The premise of Syeus Mottel’s delightful, disorienting CHARAS: The Improbable Dome Builders (Pioneer Works Press/The Song Cave) is the stuff of retro-futurist fantasy. First published in 1973 and brought back into circulation this year, the book is an account of how Chino Garcia and Angelo Gonzalez Jr., both New York gang leaders, decided to take on the system they believed was killing their communities in the mid-1960s. Ditching their initial plan to organize a mercenary army to invade Cuba, they formed the Real Great Society and, from their headquarters on East Sixth Street, set about supporting small businesses in busted-up areas of the city, creating storefront schools and fixing up homes in urgent need of repair. Then the society organized a lecture by Buckminster Fuller. His talk of “Spaceship Earth” and new designs for living inspired them and their closest associates to start a group called CHARAS, the name an acronym combining the first letter of the first name of every member of the group.Its key project was to build a geodesic dome on a vacant lot on the Lower East Side.
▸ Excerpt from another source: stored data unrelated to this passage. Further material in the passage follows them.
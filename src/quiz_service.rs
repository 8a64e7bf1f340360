use chrono::Utc;
use futures_util::future::join_all;
use rand::seq::SliceRandom;
use std::collections::HashSet;
use uuid::Uuid;

use crate::card_service::CardService;
use crate::errors::{ApiError, ApiResult};
use crate::llm_service::LLMService;
use crate::models::*;
use crate::{log_service_start, log_service_warn};

pub const QUIZ_SIZE: usize = 10;

#[derive(Clone)]
pub struct QuizService {
    cards: CardService,
    llm: LLMService,
}

impl QuizService {
    pub fn new(cards: CardService, llm: LLMService) -> Self {
        Self { cards, llm }
    }

    /// Draw up to ten random cards from the caller's collection.
    pub async fn start(&self, user_id: Uuid) -> ApiResult<Quiz> {
        log_service_start!("quiz_service", "start", user_id = user_id);

        let mut cards = self.cards.database().list_cards(user_id).await?;
        if cards.is_empty() {
            return Err(ApiError::ValidationError(
                "You have no cards yet. Create some cards before starting a quiz".to_string(),
            ));
        }

        cards.shuffle(&mut rand::thread_rng());
        cards.truncate(QUIZ_SIZE);

        let now = Utc::now();
        let questions: Vec<QuizQuestion> = cards
            .into_iter()
            .enumerate()
            .map(|(i, card)| question_from_card(i as i64 + 1, card))
            .collect();

        Ok(Quiz {
            id: format!("quiz_{}", now.timestamp_millis()),
            total_questions: questions.len(),
            questions,
            start_time: now,
        })
    }

    /// Grade the answers, then count a review on every graded card.
    pub async fn analyze(&self, user_id: Uuid, request: AnalyzeQuizRequest) -> ApiResult<QuizResult> {
        let questions = request
            .questions
            .ok_or_else(|| ApiError::ValidationError("questions must be an array".to_string()))?;

        log_service_start!("quiz_service", "analyze", user_id = user_id, card_count = questions.len());

        let analysis = self.llm.analyze_quiz(&questions).await?;

        let graded: HashSet<i64> = analysis.analysis.iter().map(|a| a.question_number).collect();
        let reviewed = reviewed_card_ids(&questions, &graded);

        let outcomes = join_all(
            reviewed
                .iter()
                .map(|card_id| self.cards.record_review(user_id, *card_id)),
        )
        .await;

        for (card_id, outcome) in reviewed.iter().zip(outcomes) {
            if let Err(e) = outcome {
                log_service_warn!(
                    "quiz_service",
                    "analyze",
                    format!("failed to record review for card {}: {}", card_id, e)
                );
            }
        }

        Ok(QuizResult {
            analysis,
            completed_at: Utc::now(),
        })
    }
}

fn question_from_card(question_number: i64, card: StudyCard) -> QuizQuestion {
    QuizQuestion {
        id: Some(card.id),
        question_number,
        title: card.title,
        content: card.content,
        question: card.question,
        standard_answer: card.answer,
        tags: card.tags,
        difficulty: card.difficulty,
        user_answer: String::new(),
    }
}

/// Card ids of submitted questions the model actually graded.
fn reviewed_card_ids(questions: &[QuizQuestion], graded: &HashSet<i64>) -> Vec<Uuid> {
    questions
        .iter()
        .filter(|q| graded.contains(&q.question_number))
        .filter_map(|q| q.id)
        .collect()
}

#[cfg(test)]
mod tests {
    use super::*;

    fn question(number: i64, id: Option<Uuid>) -> QuizQuestion {
        QuizQuestion {
            id,
            question_number: number,
            title: String::new(),
            content: String::new(),
            question: String::new(),
            standard_answer: String::new(),
            tags: vec![],
            difficulty: Difficulty::Medium,
            user_answer: String::new(),
        }
    }

    #[test]
    fn test_only_graded_questions_with_ids_are_reviewed() {
        let a = Uuid::new_v4();
        let b = Uuid::new_v4();
        let questions = vec![question(1, Some(a)), question(2, None), question(3, Some(b))];
        let graded: HashSet<i64> = [1, 2].into_iter().collect();

        assert_eq!(reviewed_card_ids(&questions, &graded), vec![a]);
    }

    #[test]
    fn test_question_from_card_maps_answer() {
        let now = Utc::now();
        let card = StudyCard {
            id: Uuid::new_v4(),
            user_id: Uuid::new_v4(),
            title: "Ownership".into(),
            content: "Each value has one owner".into(),
            question: "Who owns a value?".into(),
            answer: "Exactly one binding".into(),
            tags: vec!["rust".into()],
            difficulty: Difficulty::Hard,
            is_favorite: true,
            review_count: 4,
            created_at: now,
            updated_at: now,
        };

        let q = question_from_card(3, card.clone());
        assert_eq!(q.id, Some(card.id));
        assert_eq!(q.question_number, 3);
        assert_eq!(q.standard_answer, "Exactly one binding");
        assert!(q.user_answer.is_empty());
        assert_eq!(q.difficulty, Difficulty::Hard);
    }
}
Gonzalez spoke of the dome as an “energy force,” and CHARAS succeeded, for a while, in creating a visionary spectacle, an extraordinary work of avant-prole architecture that anticipated many of the questions about art and urban politics more commonly associated with “The Real Estate Show,” an art exhibition that opened in 1979 in an abandoned building on Delancey Street. Vivid documentation by photographer and theater director Mottel has the Lower East Side resembling a set from the 1967 Hammer Sci-fi film Quatermass and the Pit. In 2018, as a big chunk of the neighborhood is being malformed into the banal, suburban Essex Crossing, it’s all the more important to be reminded of a time when New York could incubate genuinely vivid designs for living.

Sukhdev Sandhu directs the Colloquium for Unpopular Culture at New York University.